DaVinci makes a craft of creating a popular dessert.

Sometimes it takes a fire to launch a cool new chapter in a family’s life. Case in point is Yvonne and Johannes Irnich, a couple originally from Germany whose livelihoods were attached to working at a construction company. When a facility they were working on burned down, it seemed their livelihoods also went up in flames.

As fate would have it, the Irnich household were looking for a career change and the incident made that switch more timely. Yvonne had learned how to make gelato as a teen from an Italian gelatiere and was pondering the prospects of going at it full-time.

“He taught me all the secrets and what is needed to make the best tasting gelato with foods that are pure and natural. I absolutely embraced this art of creating endless possibilities of flavors,” she said on the company’s website.

Irnich lamented that she could not find a gelato here in Canada on the same level as the kind she knew in Europe. With the support of her family, she put together a sales trailer, a small gelato kitchen, and a used batch freezer. From its humble beginnings in 2015 at the St. Albert Farmers’ Market, the enterprise—dubbed DaVinci—benefited from word-of-mouth and within a year, enjoyed national distribution.

Son Felix Irnich is the chief operating officer who founded DaVinci together with his mother. In doing so, he left behind his university studies at MacEwan University, where he was taking commerce and computer science. Father Johannes was still doing some construction, but joined soon after.

“Our goal for the gelato was to bring quality,” says Felix. “We personally felt there was no good gelato in the country when we started DaVinci. We wanted to bring a good gelato like we knew in Germany, at a price people can afford.”

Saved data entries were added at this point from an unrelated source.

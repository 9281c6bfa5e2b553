//! Profile loading, fallbacks and local mutations against the stub backend

use std::str::FromStr;
use std::sync::Arc;
use std::time::Duration;

use rust_decimal::Decimal;
use serde_json::json;

use library_web::{
    api::HttpCatalogApi,
    dispatch::ProfileEvent,
    models::{PaymentMethod, Theme},
    services::{
        clock::FixedClock,
        profile::{self, DataSource, ProfileController, ProfileLoad, ENTRY_PAGE},
        storage::{FileStorage, MemoryStorage, Storage, CARD_ID_KEY},
    },
    Services,
};

use crate::support::{spawn, today, RunningStub, Stub};

fn ready(load: ProfileLoad) -> ProfileController {
    match load {
        ProfileLoad::Ready(controller) => *controller,
        ProfileLoad::Redirect(redirect) => panic!("unexpected redirect to {}", redirect.target),
    }
}

fn stub_with_records() -> Stub {
    Stub {
        loans: vec![
            json!({"loan_id": 7, "isbn": "9780441013593", "title": "Dune", "authors": "Frank Herbert",
                   "date_out": "2024-05-27", "due_date": "2024-06-10", "date_in": null}),
            json!({"loan_id": 8, "isbn": "9780451524935", "title": "1984", "authors": "George Orwell",
                   "date_out": "2024-06-10", "due_date": "2024-06-24", "date_in": null}),
        ],
        fines: vec![
            json!({"card_id": 1001, "loan_id": 7, "book_title": "Dune", "isbn": "9780441013593",
                   "due_date": "2024-06-10", "days_overdue": 5, "fine_amt": "1.25", "paid": 0}),
            json!({"card_id": 2002, "loan_id": 9, "book_title": "Emma", "isbn": "9780141439587",
                   "due_date": "2024-06-01", "days_overdue": 14, "fine_amt": "3.50", "paid": 0}),
        ],
        history: vec![
            json!({"isbn": "9780061120084", "title": "To Kill a Mockingbird", "authors": "Harper Lee",
                   "checkout_date": "2024-06-02", "return_date": "2024-06-09", "rating": 5, "favorite": 1}),
            json!({"isbn": "9780141439518", "title": "Pride and Prejudice", "authors": "Jane Austen",
                   "checkout_date": "2023-01-10", "return_date": "2023-02-01", "rating": 3, "favorite": 0}),
        ],
        ..Stub::default()
    }
}

fn services_with(backend: &RunningStub, storage: Arc<dyn Storage>, default_card_id: &str) -> Services {
    let mut config = backend.config();
    config.profile.default_card_id = default_card_id.to_string();
    let api = HttpCatalogApi::new(&config.api).unwrap();
    Services::with_parts(config, Arc::new(api), storage, Arc::new(FixedClock(today())))
}

#[tokio::test]
async fn test_profile_loads_from_dedicated_endpoints() {
    let backend = spawn(stub_with_records()).await;
    let services = backend.services(MemoryStorage::new());

    let controller = ready(services.profile(None).await.unwrap());
    let state = controller.state();

    assert_eq!(state.card_id.as_str(), "1001");
    assert_eq!(state.borrower.name.as_deref(), Some("Ada Lovelace"));
    assert_eq!(state.sources.borrower, DataSource::Backend);
    assert_eq!(state.sources.loans, DataSource::Backend);
    assert_eq!(state.sources.fines, DataSource::Backend);
    assert_eq!(state.sources.history, DataSource::Backend);

    // Other patrons' fines are dropped
    assert_eq!(state.fines.len(), 1);
    assert_eq!(state.fines[0].loan_id, 7);

    let summary = controller.loan_summary();
    assert_eq!(summary.active, 2);
    assert_eq!(summary.overdue, 1);

    let stats = controller.history_stats();
    assert_eq!(stats.total, 2);
    assert_eq!(stats.this_month, 1);
    assert_eq!(stats.favorites, 1);

    let hits = backend.recorder.profile_hits.lock().unwrap().clone();
    assert_eq!(hits, ["borrower/1001", "loans/1001", "fines", "history/1001"]);
    assert_eq!(backend.recorder.search_count(), 0);
}

#[tokio::test]
async fn test_missing_endpoints_synthesize_from_search() {
    let backend = spawn(Stub {
        profile_endpoints: false,
        ..Stub::default()
    })
    .await;
    let services = backend.services(MemoryStorage::new());

    let controller = ready(services.profile(Some("1001")).await.unwrap());
    let state = controller.state();

    assert_eq!(state.sources.borrower, DataSource::Synthesized);
    assert_eq!(state.sources.loans, DataSource::Synthesized);
    assert_eq!(state.sources.fines, DataSource::Synthesized);
    assert_eq!(state.sources.history, DataSource::Synthesized);

    assert_eq!(state.loans.len(), 2);
    assert_eq!(state.loans[0].title, "Dune");
    assert_eq!(state.history.len(), 2);
    // Synthesized loans are not yet due, so nothing is owed
    assert!(state.fines.is_empty());

    let limits: Vec<String> = backend
        .recorder
        .searches
        .lock()
        .unwrap()
        .iter()
        .map(|params| params["limit"].clone())
        .collect();
    assert_eq!(limits, ["1", "10", "20"]);
}

#[tokio::test]
async fn test_dead_backend_uses_placeholders() {
    let backend = spawn(Stub {
        profile_endpoints: false,
        search_fails: true,
        ..Stub::default()
    })
    .await;
    let services = backend.services(MemoryStorage::new());

    let controller = ready(services.profile(None).await.unwrap());
    let state = controller.state();

    assert_eq!(state.sources.borrower, DataSource::Placeholder);
    assert_eq!(state.sources.loans, DataSource::Placeholder);
    assert_eq!(state.sources.history, DataSource::Placeholder);
    assert_eq!(state.sources.fines, DataSource::Synthesized);
    assert_eq!(state.borrower.name.as_deref(), Some("Library User"));

    // One placeholder loan is six days overdue at the default daily rate
    let totals = controller.fine_totals();
    assert_eq!(totals.unpaid_items, 1);
    assert_eq!(totals.unpaid, Decimal::from_str("1.50").unwrap());

    let rendered = controller.render();
    assert_eq!(rendered.user_name, "Library User");
    assert_eq!(rendered.fines.unpaid_total, "$1.50");
}

#[tokio::test]
async fn test_card_param_is_remembered() {
    let backend = spawn(stub_with_records()).await;
    let storage = MemoryStorage::new();
    let services = backend.services(storage.clone());

    let first = ready(services.profile(Some("2002")).await.unwrap());
    assert_eq!(first.state().card_id.as_str(), "2002");
    assert_eq!(storage.get(CARD_ID_KEY).unwrap().as_deref(), Some("2002"));

    // A stored card wins over a later parameter
    let second = ready(services.profile(Some("3003")).await.unwrap());
    assert_eq!(second.state().card_id.as_str(), "2002");
}

#[tokio::test]
async fn test_no_card_redirects_to_entry_page() {
    let backend = spawn(Stub::default()).await;
    let services = services_with(&backend, Arc::new(MemoryStorage::new()), "");

    match services.profile(None).await.unwrap() {
        ProfileLoad::Redirect(redirect) => assert_eq!(redirect.target, ENTRY_PAGE),
        ProfileLoad::Ready(_) => panic!("expected a redirect"),
    }
    assert!(backend.recorder.profile_hits.lock().unwrap().is_empty());
}

#[tokio::test]
async fn test_renew_and_pay_are_local() {
    let backend = spawn(stub_with_records()).await;
    let services = backend.services(MemoryStorage::new());
    let mut controller = ready(services.profile(None).await.unwrap());

    assert!(controller.handle(ProfileEvent::LoanToggled {
        loan_id: 7,
        selected: true
    }));
    assert!(controller.handle(ProfileEvent::RenewSelectedClicked));
    let renewed = controller
        .state()
        .loans
        .iter()
        .find(|loan| loan.loan_id == 7)
        .unwrap();
    assert_eq!(renewed.due_date, chrono::NaiveDate::from_ymd_opt(2024, 6, 24).unwrap());
    assert!(controller.state().selected_loans.is_empty());
    assert_eq!(controller.loan_summary().overdue, 0);

    assert!(controller.handle(ProfileEvent::PayFinesClicked));
    assert!(controller.handle(ProfileEvent::PaymentMethodChosen(PaymentMethod::Cash)));
    assert!(controller.handle(ProfileEvent::ConfirmPaymentClicked));
    assert_eq!(controller.fine_totals().unpaid_items, 0);
    assert_eq!(
        controller.state().notification.as_ref().map(|n| n.message.as_str()),
        Some("Fines paid successfully via cash!")
    );

    // Nothing went back to the server
    assert!(backend.recorder.checkouts().is_empty());
}

#[tokio::test]
async fn test_logout_forgets_card() {
    let backend = spawn(stub_with_records()).await;
    let storage = MemoryStorage::new();
    let services = backend.services(storage.clone());
    let mut controller = ready(services.profile(Some("2002")).await.unwrap());

    assert!(controller.handle(ProfileEvent::LogoutClicked));

    assert_eq!(storage.get(CARD_ID_KEY).unwrap(), None);
    let redirect = controller.state().redirect.clone().unwrap();
    assert_eq!(redirect.target, ENTRY_PAGE);
    assert_eq!(redirect.after, Duration::from_millis(1500));
}

#[tokio::test]
async fn test_theme_survives_restart_in_file_storage() {
    let dir = std::env::temp_dir().join(format!("library-web-profile-{}", std::process::id()));
    let path = dir.join("storage.json");
    let _ = std::fs::remove_file(&path);

    let backend = spawn(stub_with_records()).await;
    profile::save_theme(&FileStorage::new(&path), Theme::Dark).unwrap();

    let services = services_with(&backend, Arc::new(FileStorage::new(&path)), "1001");
    let controller = ready(services.profile(Some("1001")).await.unwrap());
    assert_eq!(controller.state().theme, Theme::Dark);

    let reopened = FileStorage::new(&path);
    assert_eq!(reopened.get(CARD_ID_KEY).unwrap().as_deref(), Some("1001"));

    let _ = std::fs::remove_dir_all(&dir);
}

The company name was chosen because it represents the style of gelato the family wanted to make.

“Gelato is Italian, so we wanted something Italian. Da Vinci is an artist, representing creativity. And, everyone knows who he is.”

DaVinci’s gelato is available as pints in retail locations and served in restaurants across the country, including Famoso Neapolitan Pizzeria and Sorrentino’s. The gelato is made completely from scratch, using no artificial flavours, colours, or premixes. All of their gelato is gluten-free with the dairy varieties made from 100 percent Canadian milk and cream. The sorbettos are completely vegan.

DaVinci makes 20 flavours regularly to keep shelves and restaurants stocked. Felix lists DaVinci’s most popular flavours as vanilla, Belgian chocolate, and strawberry lemonade. Other bestsellers include pistachio, containing pistachios from the Mediterranean, as well as dairy-free coconut, made with coconut milk instead of cow milk. “And you can’t go wrong with some good, old salted caramel,” he says.

However, if you’re looking for variety, DaVinci has 120 flavours in stock, including ones that are off the beaten track like blueberry-basil, honey-anise and lavender. What set DaVinci products from its competition is its use of natural ingredients, says Felix.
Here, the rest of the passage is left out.